The central research question is: “How can complex networks become self-organising while ensuring stability and without sacrificing on performance. Moreover the decisions taken by the system should be understand- able and guidable.”
More precisely, the project aims to develop a framework for studying and managing modern distributed networked systems that contain a large number of entities or agents, both machine and human, which strive to achieve their personal objectives. The framework developed within the proposal will guide these entities, either through direct control or by way of incentives, in order to achieve system-wide optimal behaviour, satisfy global objectives and adhere to the system’s operational constraints in the face of diverging and incompatible personal goals. Software language abstractions will be identified and developed, to support the ease of the deployment of the framework on a wide variety of networks.
The framework will build on the expertise of the teams in machine learning (including game theory, self-organisation of complex systems, large-scale multi-agent systems and emergent social behaviour), network management and modelling, and software language design. The key idea of the framework is that the context within which intelligent decision making components or agents operate may depend on spatial and temporal factors. As such, they should be able to adapt their behaviour and goals as a function of space and time.

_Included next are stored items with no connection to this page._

//! Traefik label generation for per-site routing
//!
//! Routing is configured entirely through labels attached to the site
//! container at creation time; the proxy watches the engine and rebuilds
//! its routing table on every container add/remove. Label maps are built
//! as ordered maps so identical input always produces byte-identical
//! output.

use crate::config::DomainConfig;
use std::collections::BTreeMap;

/// Labels routing `<site_name>.<base_domain>` to a container port.
///
/// Produces the HTTPS router with TLS termination and security headers,
/// the plain-HTTP router that redirects to HTTPS, and the load-balancer
/// target. The load-balancer port is the in-container port; routing
/// happens container-to-container, never through the host mapping.
pub fn route_labels(
    domains: &DomainConfig,
    site_name: &str,
    container_port: u16,
) -> BTreeMap<String, String> {
    let domain = format!("{}.{}", site_name, domains.base_domain);
    let router = format!("{site_name}-router");
    let middleware = format!("{site_name}-headers");

    let mut labels = BTreeMap::new();
    let mut set = |key: String, value: &str| {
        labels.insert(key, value.to_string());
    };

    set("traefik.enable".into(), "true");

    // HTTPS router
    set(
        format!("traefik.http.routers.{router}.rule"),
        &format!("Host(`{domain}`)"),
    );
    set(
        format!("traefik.http.routers.{router}.entrypoints"),
        &domains.entrypoint_websecure,
    );
    set(format!("traefik.http.routers.{router}.tls"), "true");
    set(
        format!("traefik.http.routers.{router}.tls.certresolver"),
        &domains.cert_resolver,
    );
    set(
        format!("traefik.http.routers.{router}.middlewares"),
        &middleware,
    );
    set(
        format!("traefik.http.services.{router}.loadbalancer.server.port"),
        &container_port.to_string(),
    );

    // HTTP router, redirected to HTTPS
    set(
        format!("traefik.http.routers.{router}-http.rule"),
        &format!("Host(`{domain}`)"),
    );
    set(
        format!("traefik.http.routers.{router}-http.entrypoints"),
        &domains.entrypoint_web,
    );
    set(
        format!("traefik.http.routers.{router}-http.middlewares"),
        "redirect-to-https",
    );
    set(
        format!("traefik.http.routers.{router}-http.service"),
        "noop@internal",
    );
    set(
        "traefik.http.middlewares.redirect-to-https.redirectscheme.scheme".into(),
        "https",
    );

    // Security headers on the HTTPS router
    set(
        format!("traefik.http.middlewares.{middleware}.headers.SSLRedirect"),
        "true",
    );
    set(
        format!("traefik.http.middlewares.{middleware}.headers.SSLHost"),
        &domain,
    );
    set(
        format!("traefik.http.middlewares.{middleware}.headers.STSSeconds"),
        "31536000",
    );
    set(
        format!("traefik.http.middlewares.{middleware}.headers.STSIncludeSubdomains"),
        "true",
    );
    set(
        format!("traefik.http.middlewares.{middleware}.headers.STSPreload"),
        "true",
    );
    set(
        format!("traefik.http.middlewares.{middleware}.headers.frameDeny"),
        "true",
    );
    set(
        format!("traefik.http.middlewares.{middleware}.headers.contentTypeNosniff"),
        "true",
    );
    set(
        format!("traefik.http.middlewares.{middleware}.headers.browserXSSFilter"),
        "true",
    );

    labels
}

The framework should satisfy the following requirements: It should be generic so as to be applicable to a wide range of networks, it should be scalable with respect to the size of the network, the resulting behaviour should be (near) optimal and at all times minimal performance should be guaranteed, also in unexpected situations. Several fundamental scientific challenges remain to be solved before this high-level objective can be achieved. They can be summarised as follows:
• Complex multi-agent control
The SMILE-IT project will develop programming abstractions for distributed network control, that allow agents to be configured and controlled in a network-, rather than agent-centric manner. Moreover, it will provide abstractions to efficiently query and control the state of large-scale complex networks, as reinforcement learning techniques continuously require a view on the current state of the environment.
• Fast and stable convergence towards an acceptable solution
SMILE-IT aims to guarantee acceptable performance as soon as the management agents go operational. The project will investigate how to combine learning with heuristic knowledge and existing control strategies, in order to guarantee performance during learning. Moreover, solutions are needed that allow agents with (partially) conflicting goals to collaborate and jointly achieve a converged policy that leads to acceptable performance for all.
• Robust and adaptive management under unexpected conditions
Novel learning-based techniques that can cope with large degrees of uncertainty, and select suitable actions even if the network’s state is only partially known will be developed. Moreover, unexpected situations, such as failures or faults, may occur during operations. SMILE-IT will investigate how reinforcement learning techniques can be applied to detecting and recovering from such unexpected situations.
The development of the SMILE-IT framework will be guided by 2 driving cases in the smart grids and telecom networks application domains. Advanced prototypes for these cases will be developed to support an extensive evaluation of the SMILE-IT technologies. In a later phase, applications to a number of additional domains proposed by the user committee (such as traffic networks) will be examined, in order to demonstrate the general applicability of SMILE-IT methods.